Problem details: Look through the entries. Copy each line that has the word "anomaly".

(Data extracted from a collection)
_____
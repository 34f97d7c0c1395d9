#![warn(missing_docs)]
//! Functions and data types for building surface temperature anomaly records from monthly
//! station series.
//!
//! The analysis runs as a pipeline of stages:
//!
//!  1. Duplicate records of a station are merged ([`StationMerger`]), with hand corrections
//!     ([`CorrectionTable`]) applied between the passes.
//!  2. Station records are gridded onto the cells of an equal-area grid ([`Gridder`]).
//!  3. Cells are combined into boxes, boxes into latitude bands and bands into zones, and annual
//!     means are taken ([`ZonalAggregator`]).
//!
//! Every stage builds its records with the same weighted, bias corrected [`combine`] and turns
//! them into anomalies with [`anomalize`]. [`Analysis`] runs the whole thing.
//!
//! Logging goes through the `log` crate, install a logger in the application to see it.

//
// API
//
pub use crate::analysis::Analysis;
pub use crate::anomaly::{annual_and_seasonal, anomalize, AnnualAnomalies, ReferencePeriod};
pub use crate::combine::{combine, merge_with_bias, IncomingWeight, MonthCounts};
pub use crate::config::Parameters;
pub use crate::corrections::{Correction, CorrectionTable};
pub use crate::error::{AnalysisError, Result};
pub use crate::gridder::{CellRecord, Gridder};
pub use crate::keys::{AlternateGlobal, LandMask, SourceRank};
pub use crate::merger::StationMerger;
pub use crate::record::{RecordSummary, SourceTable, Station, StationRecord};
pub use crate::series::{MonthKey, Series, Weights};
pub use crate::zonal::{BoxRecord, CellPair, ZonalAggregator, ZonalSummary, Zone, ZoneRecord};

pub mod anomaly;
pub mod grid;
pub mod merger;
pub mod utility;
pub mod zonal;

//
// Internal use only
//
mod analysis;
mod combine;
mod config;
mod corrections;
mod error;
mod gridder;
mod keys;
mod record;
mod series;

#[cfg(test)]
mod test_data;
_____
Result of the exercise:
//! Functions and data types for building surface temperature anomaly records from monthly
pub use crate::anomaly::{annual_and_seasonal, anomalize, AnnualAnomalies, ReferencePeriod};
pub mod anomaly;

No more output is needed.